Both players have limitations offensively, particularly in the halfcourt. As Grantland scribe Kirk Goldsberry wrote Wednesday, Gordon shot just 23 percent from mid-range in his lone season as a Wildcat. Those woes continued at the foul line, where Gordon connected on just 42.2 percent of his offerings. And while Payton averaged 19.2 points per game in his junior season, he connected on 25.9 percent of his three-pointers and 60.9 percent of his foul shots.
Hennigan, however, is optimistic that both players will address those deficiencies: "We're excited to see them develop and grow into what we believe will be quality, two-way players." He later said coach Jacque Vaughn will ultimately determine how to go about improving the rookies' shooting touch.
In the short term, neither Gordon nor Payton figures to command much defensive attention outside the painted area, which still leaves Orlando looking for more players to stretch the floor. If nothing else, Payton can get into the paint and draw contact: he averaged 8.6 free-throw tries per game as a junior.
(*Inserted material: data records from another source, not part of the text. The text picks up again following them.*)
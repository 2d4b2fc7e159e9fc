//! # Outbox Simulation
//!
//! Drives an [`outbox_core::EventBuffer`] with simulated producers and an
//! [`outbox_flush::Flusher`] publishing to an in-memory collector that fails
//! on a schedule.
//!
//! ## Scenarios
//!
//! - **Cycle** (`scenarios::run_cycle_scenario`): step-by-step append,
//!   snapshot, late arrivals, remove
//! - **Producers** (`scenarios::run_producer_scenario`): concurrent producers,
//!   periodic flushing, injected failures, eviction accounting

pub mod scenarios;
pub mod types;

pub use scenarios::{run_cycle_scenario, run_producer_scenario};
pub use types::{ConfigError, RunReport, SimEvent, SimulationConfig, Workload};
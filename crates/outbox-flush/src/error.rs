//! Flusher and publisher error types

use std::time::Duration;

use outbox_core::BufferError;
use thiserror::Error;

/// Reasons a publish attempt can fail
///
/// A failure means nothing in the batch is acknowledged; partial delivery
/// must be reported as a failure.
#[derive(Debug, Clone, Error, PartialEq, Eq)]
pub enum PublishError {
    /// The collector refused the batch
    #[error("Batch rejected: {0}")]
    Rejected(String),

    /// The collector could not be reached
    #[error("Collector unavailable: {0}")]
    Unavailable(String),

    /// The publish call did not complete in time
    #[error("Publish timed out after {0:?}")]
    Timeout(Duration),
}

impl PublishError {
    /// Create a new Rejected error
    pub fn rejected(reason: impl Into<String>) -> Self {
        Self::Rejected(reason.into())
    }

    /// Create a new Unavailable error
    pub fn unavailable(reason: impl Into<String>) -> Self {
        Self::Unavailable(reason.into())
    }
}

/// Errors from setting up or stopping a flusher
#[derive(Debug, Error)]
pub enum FlushError {
    /// Flusher configuration is unusable
    #[error("Invalid flush configuration: {0}")]
    InvalidConfig(String),

    /// Buffer configuration is unusable
    #[error("Buffer error: {0}")]
    Buffer(#[from] BufferError),

    /// The background task panicked or was cancelled
    #[error("Flusher task failed: {0}")]
    TaskJoin(#[from] tokio::task::JoinError),
}
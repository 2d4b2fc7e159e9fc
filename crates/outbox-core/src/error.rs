//! Error types for outbox-core
//!
//! Buffer operations themselves never fail. The only errors are
//! configuration errors surfaced once, at construction time.

use thiserror::Error;

/// Errors raised while configuring an [`EventBuffer`](crate::EventBuffer)
#[derive(Debug, Error, PartialEq, Eq)]
pub enum BufferError {
    /// Capacity must be at least one entry
    #[error("Invalid buffer capacity: {0} (must be at least 1)")]
    InvalidCapacity(usize),

    /// A configuration value could not be interpreted
    #[error("Invalid buffer configuration: {0}")]
    InvalidConfig(String),
}

impl BufferError {
    /// Create a new InvalidConfig error
    pub fn invalid_config(message: impl Into<String>) -> Self {
        Self::InvalidConfig(message.into())
    }
}
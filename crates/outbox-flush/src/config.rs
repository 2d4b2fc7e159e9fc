//! Flusher configuration

use std::time::Duration;

use serde::{Deserialize, Serialize};

use crate::error::FlushError;

/// Environment variable for the flush interval in milliseconds
pub const FLUSH_INTERVAL_ENV: &str = "OUTBOX_FLUSH_INTERVAL_MS";

/// Environment variable for the publish timeout in milliseconds (0 disables)
pub const PUBLISH_TIMEOUT_ENV: &str = "OUTBOX_PUBLISH_TIMEOUT_MS";

/// Configuration for a [`Flusher`](crate::Flusher)
#[derive(Debug, Clone, PartialEq, Eq, Serialize, Deserialize)]
#[serde(default)]
pub struct FlushConfig {
    /// Time between flush cycles
    pub interval_ms: u64,
    /// Upper bound on a single publish call; `None` waits indefinitely
    pub publish_timeout_ms: Option<u64>,
    /// Run one last flush when shutting down
    pub flush_on_shutdown: bool,
}

impl Default for FlushConfig {
    fn default() -> Self {
        Self {
            interval_ms: 1_000,
            publish_timeout_ms: Some(10_000),
            flush_on_shutdown: true,
        }
    }
}

impl FlushConfig {
    /// Create a config flushing every `interval`
    ///
    /// Settings have millisecond resolution; a non-zero sub-millisecond
    /// remainder rounds up.
    pub fn with_interval(interval: Duration) -> Self {
        Self {
            interval_ms: ceil_millis(interval),
            ..Default::default()
        }
    }

    /// Set the publish timeout
    pub fn with_publish_timeout(mut self, timeout: Option<Duration>) -> Self {
        self.publish_timeout_ms = timeout.map(ceil_millis);
        self
    }

    /// Enable or disable the final flush on shutdown
    pub fn with_flush_on_shutdown(mut self, enabled: bool) -> Self {
        self.flush_on_shutdown = enabled;
        self
    }

    /// Time between flush cycles
    pub fn interval(&self) -> Duration {
        Duration::from_millis(self.interval_ms)
    }

    /// Upper bound on a single publish call
    pub fn publish_timeout(&self) -> Option<Duration> {
        self.publish_timeout_ms.map(Duration::from_millis)
    }

    /// Check the configuration
    pub fn validate(&self) -> Result<(), FlushError> {
        if self.interval_ms == 0 {
            return Err(FlushError::InvalidConfig(
                "flush interval must be greater than zero".to_string(),
            ));
        }
        if self.publish_timeout_ms == Some(0) {
            return Err(FlushError::InvalidConfig(
                "publish timeout must be greater than zero".to_string(),
            ));
        }
        Ok(())
    }

    /// Read the configuration from the environment
    ///
    /// Unset variables keep their defaults. A timeout of `0` disables it.
    pub fn from_env() -> Result<Self, FlushError> {
        Self::from_lookup(|key| std::env::var(key).ok())
    }

    /// Read the configuration through `lookup` instead of the process environment
    pub fn from_lookup(lookup: impl Fn(&str) -> Option<String>) -> Result<Self, FlushError> {
        let mut config = Self::default();

        if let Some(raw) = lookup(FLUSH_INTERVAL_ENV) {
            config.interval_ms = parse_millis(FLUSH_INTERVAL_ENV, &raw)?;
        }
        if let Some(raw) = lookup(PUBLISH_TIMEOUT_ENV) {
            config.publish_timeout_ms = match parse_millis(PUBLISH_TIMEOUT_ENV, &raw)? {
                0 => None,
                ms => Some(ms),
            };
        }

        config.validate()?;
        Ok(config)
    }
}

/// Whole milliseconds, rounding any sub-millisecond remainder up
fn ceil_millis(duration: Duration) -> u64 {
    let mut millis = duration.as_millis();
    if duration.subsec_nanos() % 1_000_000 != 0 {
        millis += 1;
    }
    u64::try_from(millis).unwrap_or(u64::MAX)
}

fn parse_millis(key: &str, raw: &str) -> Result<u64, FlushError> {
    raw.trim().parse().map_err(|_| {
        FlushError::InvalidConfig(format!("{key}={raw} is not a number of milliseconds"))
    })
}
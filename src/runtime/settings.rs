use crate::config;

pub fn load_settings() -> config::Settings {
    match config::Settings::load() {
        Ok(s) => {
            if let Err(msg) = s.validate() {
                eprintln!("encore: invalid config, using defaults: {msg}");
                config::Settings::default()
            } else {
                s
            }
        }
        Err(e) => {
            // Logging is not up yet; report straight to stderr.
            eprintln!("encore: failed to load config, using defaults: {e}");
            config::Settings::default()
        }
    }
}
"He was able to get to the rim quite a bit in college," Hennigan said of Payton. "I think it speaks to his mentality. Elfrid is someone I think who sees the game in attack mode, and we like that about him."
In their strengths and weaknesses, then, Gordon and Payton aren't too different from Victor Oladipo and Maurice Harkless, two other members of Orlando's young core. These picks figure to upgrade the Magic's defense, but potentially at the cost of their offense.
It's unclear how Orlando will keep the floor spread or generate efficient shot attempts in the half-court. What's become increasingly clear, however, is that Hennigan values versatile, athletic players who relish the opportunity to defend.